#### Problem to work on
Wherever the word "PromptRequest" occurs in the lines below, copy the whole line.
(Available data)
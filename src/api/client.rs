//! HTTP client for the accounting backend

use bytes::Bytes;
use reqwest::header::{ACCEPT, CONTENT_LENGTH};
use reqwest::multipart::{Form, Part};
use reqwest::Response;
use serde_json::Value;

use super::decode::{decode_created, decode_entries, decode_upload_response, EntrySource};
use super::download::{collect_chunks, Progress, PDF_MIME};
use super::wire::{JournalEntryRequest, PromptRequest, PromptResponse};
use crate::error::{LedgerDeskError, LedgerDeskResult};
use crate::models::{Extraction, JournalEntry, JournalEntryDraft};

const USER_AGENT: &str = concat!("ledgerdesk/", env!("CARGO_PKG_VERSION"));

/// Client bound to one backend base URL
#[derive(Debug, Clone)]
pub struct ApiClient {
    http: reqwest::Client,
    base_url: String,
}

impl ApiClient {
    pub fn new(base_url: impl Into<String>) -> LedgerDeskResult<Self> {
        let http = reqwest::Client::builder()
            .user_agent(USER_AGENT)
            .build()
            .map_err(|e| LedgerDeskError::Config(format!("Failed to build HTTP client: {}", e)))?;

        Ok(Self {
            http,
            base_url: base_url.into().trim_end_matches('/').to_string(),
        })
    }

    pub fn base_url(&self) -> &str {
        &self.base_url
    }

    fn url(&self, path: &str) -> String {
        format!("{}{}", self.base_url, path)
    }

    /// `GET /v0/db/journal-entry`
    pub async fn list_journal_entries(&self) -> LedgerDeskResult<Vec<JournalEntry>> {
        let url = self.url("/v0/db/journal-entry");
        tracing::debug!(url = %url, "Listing journal entries");

        let response = check_status(self.http.get(&url).send().await?).await?;
        let body = read_json(response).await?;
        let entries = decode_entries(body, EntrySource::Stored)?;

        tracing::info!(count = entries.len(), "Retrieved journal entries");
        Ok(entries)
    }

    /// `POST /v0/db/journal-entry`
    ///
    /// Sends the draft as-is; callers validate first.
    pub async fn create_journal_entry(
        &self,
        draft: &JournalEntryDraft,
    ) -> LedgerDeskResult<JournalEntry> {
        let url = self.url("/v0/db/journal-entry");
        let request = JournalEntryRequest::from(draft);
        tracing::debug!(url = %url, reference = %request.reference, "Creating journal entry");

        let response = check_status(self.http.post(&url).json(&request).send().await?).await?;
        let text = response.text().await?;
        Ok(decode_created(created_body(&text)?, draft))
    }

    /// `POST /v0/db/upload-and-process?user_id=...` with the document as multipart field `file`
    pub async fn upload_and_process(
        &self,
        file_name: &str,
        contents: impl Into<Bytes>,
        user_id: &str,
    ) -> LedgerDeskResult<Extraction> {
        let url = self.url("/v0/db/upload-and-process");
        let contents: Bytes = contents.into();
        tracing::debug!(url = %url, file = %file_name, size = contents.len(), "Uploading document");

        let size = contents.len() as u64;
        let part = Part::stream_with_length(contents, size)
            .file_name(file_name.to_string())
            .mime_str(mime_for(file_name))?;
        let form = Form::new().part("file", part);

        let response = check_status(
            self.http
                .post(&url)
                .query(&[("user_id", user_id)])
                .multipart(form)
                .send()
                .await?,
        )
        .await?;

        let text = response.text().await?;
        let extraction = decode_upload_response(&text)?;
        tracing::info!(
            key = %extraction.storage_key,
            entries = extraction.entries.len(),
            notes = extraction.notes.len(),
            "Document processed"
        );
        Ok(extraction)
    }

    /// `POST /v0/bedrock/test`
    pub async fn prompt(&self, message: &str) -> LedgerDeskResult<String> {
        let url = self.url("/v0/bedrock/test");
        tracing::debug!(url = %url, "Sending prompt");

        let response = check_status(
            self.http
                .post(&url)
                .json(&PromptRequest { message })
                .send()
                .await?,
        )
        .await?;

        let reply: PromptResponse = response
            .json()
            .await
            .map_err(|e| LedgerDeskError::Parse(format!("Invalid prompt response: {}", e)))?;
        Ok(reply.response)
    }

    /// `GET /v0/db/s3/{key}`, streamed
    ///
    /// `on_progress` is called per chunk when the response declares a
    /// positive Content-Length.
    pub async fn fetch_document<F>(&self, key: &str, on_progress: F) -> LedgerDeskResult<Bytes>
    where
        F: FnMut(Progress),
    {
        let url = self.url(&format!("/v0/db/s3/{}", key.trim_start_matches('/')));
        tracing::debug!(url = %url, "Fetching document");

        let response = check_status(self.http.get(&url).header(ACCEPT, PDF_MIME).send().await?)
            .await?;

        let total = declared_length(&response);
        if total == Some(0) {
            return Err(LedgerDeskError::network(
                "Response body has no streamable content",
            ));
        }

        let bytes = collect_chunks(response.bytes_stream(), total, on_progress).await?;
        tracing::info!(key = %key, size = bytes.len(), "Document downloaded");
        Ok(bytes)
    }
}

/// Turn a non-success status into a transfer error carrying the body text
async fn check_status(response: Response) -> LedgerDeskResult<Response> {
    let status = response.status();
    if status.is_success() {
        return Ok(response);
    }

    let body = response.text().await.unwrap_or_default();
    tracing::debug!(status = status.as_u16(), body = %body, "Request failed");
    Err(LedgerDeskError::http_status(status.as_u16(), body))
}

async fn read_json(response: Response) -> LedgerDeskResult<Value> {
    let text = response.text().await?;
    serde_json::from_str(&text)
        .map_err(|e| LedgerDeskError::Parse(format!("Invalid JSON from backend: {}", e)))
}

/// An empty acknowledgement is fine; anything else must be JSON
fn created_body(text: &str) -> LedgerDeskResult<Value> {
    if text.trim().is_empty() {
        return Ok(Value::Null);
    }
    serde_json::from_str(text)
        .map_err(|e| LedgerDeskError::Parse(format!("Invalid create response: {}", e)))
}

fn declared_length(response: &Response) -> Option<u64> {
    response
        .headers()
        .get(CONTENT_LENGTH)
        .and_then(|v| v.to_str().ok())
        .and_then(|v| v.trim().parse().ok())
}

fn mime_for(file_name: &str) -> &'static str {
    let lower = file_name.to_ascii_lowercase();
    if lower.ends_with(".pdf") {
        PDF_MIME
    } else if lower.ends_with(".png") {
        "image/png"
    } else if lower.ends_with(".jpg") || lower.ends_with(".jpeg") {
        "image/jpeg"
    } else {
        "application/octet-stream"
    }
}

#[cfg(test)]
mod tests {
    use super::*;

    #[test]
    fn test_base_url_trailing_slash_trimmed() {
        let client = ApiClient::new("http://localhost:8000/").unwrap();
        assert_eq!(client.base_url(), "http://localhost:8000");
        assert_eq!(
            client.url("/v0/db/journal-entry"),
            "http://localhost:8000/v0/db/journal-entry"
        );
    }

    #[test]
    fn test_created_body() {
        assert_eq!(created_body("").unwrap(), Value::Null);
        assert_eq!(created_body("  \n").unwrap(), Value::Null);
        assert_eq!(created_body(r#"{"id": 42}"#).unwrap()["id"], 42);

        let err = created_body("<html>Created</html>").unwrap_err();
        assert!(matches!(err, LedgerDeskError::Parse(_)));
    }

    #[test]
    fn test_mime_for() {
        assert_eq!(mime_for("Invoice.PDF"), "application/pdf");
        assert_eq!(mime_for("receipt.jpeg"), "image/jpeg");
        assert_eq!(mime_for("notes"), "application/octet-stream");
    }
}
//! Export module for ledgerdesk
//!
//! - CSV: general ledger postings (spreadsheet-compatible)
//! - JSON: journal plus ledger, machine-readable
//! - YAML: journal plus ledger, human-readable

pub mod csv;
pub mod json;
pub mod yaml;

use std::fmt;
use std::str::FromStr;

pub use self::csv::export_ledger_csv;
pub use json::{export_ledger_json, ExportMetadata, LedgerExport, EXPORT_SCHEMA_VERSION};
pub use yaml::export_ledger_yaml;

/// Supported export formats
#[derive(Debug, Clone, Copy, PartialEq, Eq)]
pub enum ExportFormat {
    Csv,
    Json,
    Yaml,
}

impl FromStr for ExportFormat {
    type Err = String;

    fn from_str(s: &str) -> Result<Self, Self::Err> {
        match s.trim().to_lowercase().as_str() {
            "csv" => Ok(Self::Csv),
            "json" => Ok(Self::Json),
            "yaml" | "yml" => Ok(Self::Yaml),
            other => Err(format!(
                "Unknown export format '{}'. Use csv, json or yaml",
                other
            )),
        }
    }
}

impl fmt::Display for ExportFormat {
    fn fmt(&self, f: &mut fmt::Formatter<'_>) -> fmt::Result {
        match self {
            Self::Csv => write!(f, "csv"),
            Self::Json => write!(f, "json"),
            Self::Yaml => write!(f, "yaml"),
        }
    }
}

#[cfg(test)]
mod tests {
    use super::*;

    #[test]
    fn test_format_parse() {
        assert_eq!("CSV".parse::<ExportFormat>().unwrap(), ExportFormat::Csv);
        assert_eq!("yml".parse::<ExportFormat>().unwrap(), ExportFormat::Yaml);
        assert!("xml".parse::<ExportFormat>().is_err());
    }
}
use anyhow::Result;
use clap::{CommandFactory, Parser, Subcommand};

use ledgerdesk::cli::{
    handle_chat_command, handle_document_command, handle_entry_command, handle_ledger_command,
    AppContext, DocumentCommands, EntryCommands, LedgerCommands,
};
use ledgerdesk::config::{DeskPaths, Settings};

#[derive(Parser)]
#[command(
    name = "ledgerdesk",
    author = "Kaylee Beyene",
    version,
    about = "Terminal client for journal entries, the general ledger and the virtual CFO",
    long_about = "ledgerdesk talks to the accounting backend: it lists and creates \
                  journal entries (refusing unbalanced ones before they are sent), \
                  uploads documents for extraction, downloads stored documents, \
                  browses the general ledger and chats with the virtual CFO."
)]
struct Cli {
    /// Backend base URL (overrides the configured one)
    #[arg(long, global = true, env = "LEDGERDESK_API_URL")]
    api_url: Option<String>,

    /// More log output (-v info, -vv debug); RUST_LOG wins when set
    #[arg(short, long, global = true, action = clap::ArgAction::Count)]
    verbose: u8,

    #[command(subcommand)]
    command: Option<Commands>,
}

#[derive(Subcommand)]
enum Commands {
    /// Journal entry commands
    #[command(subcommand, alias = "je")]
    Entry(EntryCommands),

    /// General ledger commands
    #[command(subcommand, alias = "gl")]
    Ledger(LedgerCommands),

    /// Document upload and download
    #[command(subcommand, alias = "doc")]
    Document(DocumentCommands),

    /// Ask the virtual CFO (interactive when no message is given)
    Chat {
        /// Question to ask
        message: Option<String>,
    },

    /// Write the default configuration file
    Init,

    /// Show current configuration and paths
    Config,
}

#[tokio::main]
async fn main() -> Result<()> {
    let cli = Cli::parse();
    ledgerdesk::logging::init(cli.verbose);

    let paths = DeskPaths::new()?;
    let settings = Settings::load_or_create(&paths)?;

    match cli.command {
        Some(Commands::Init) => {
            println!("Initializing ledgerdesk at: {}", paths.base_dir().display());
            settings.save(&paths)?;
            println!("Initialization complete!");
            println!();
            println!("Settings written to {}", paths.settings_file().display());
            println!("Run 'ledgerdesk config' to review them.");
        }
        Some(Commands::Config) => {
            let api_url = cli.api_url.as_deref().unwrap_or(&settings.api_url);
            println!("ledgerdesk Configuration");
            println!("========================");
            println!("Data directory:     {}", paths.base_dir().display());
            println!("Settings file:      {}", paths.settings_file().display());
            println!("Download directory: {}", settings.download_dir(&paths).display());
            println!("Initialized:        {}", paths.is_initialized());
            println!();
            println!("Settings:");
            println!("  API URL:       {}", api_url);
            println!("  User ID:       {}", settings.user_id);
            println!("  Currency:      {}", settings.currency_code);
            println!("  Date format:   {}", settings.date_format);
            println!(
                "  Validation:    single-sided lines {}, non-negative amounts {}",
                on_off(settings.validation.single_sided_lines),
                on_off(settings.validation.non_negative_amounts)
            );
        }
        Some(Commands::Entry(cmd)) => {
            let ctx = AppContext::new(paths, settings, cli.api_url.as_deref())?;
            handle_entry_command(&ctx, cmd).await?;
        }
        Some(Commands::Ledger(cmd)) => {
            let ctx = AppContext::new(paths, settings, cli.api_url.as_deref())?;
            handle_ledger_command(&ctx, cmd).await?;
        }
        Some(Commands::Document(cmd)) => {
            let ctx = AppContext::new(paths, settings, cli.api_url.as_deref())?;
            handle_document_command(&ctx, cmd).await?;
        }
        Some(Commands::Chat { message }) => {
            let ctx = AppContext::new(paths, settings, cli.api_url.as_deref())?;
            handle_chat_command(&ctx, message).await?;
        }
        None => {
            Cli::command().print_help()?;
        }
    }

    Ok(())
}

fn on_off(flag: bool) -> &'static str {
    if flag {
        "on"
    } else {
        "off"
    }
}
(End Available data)
#### Exercise output
use super::wire::{JournalEntryRequest, PromptRequest, PromptResponse};
                .json(&PromptRequest { message })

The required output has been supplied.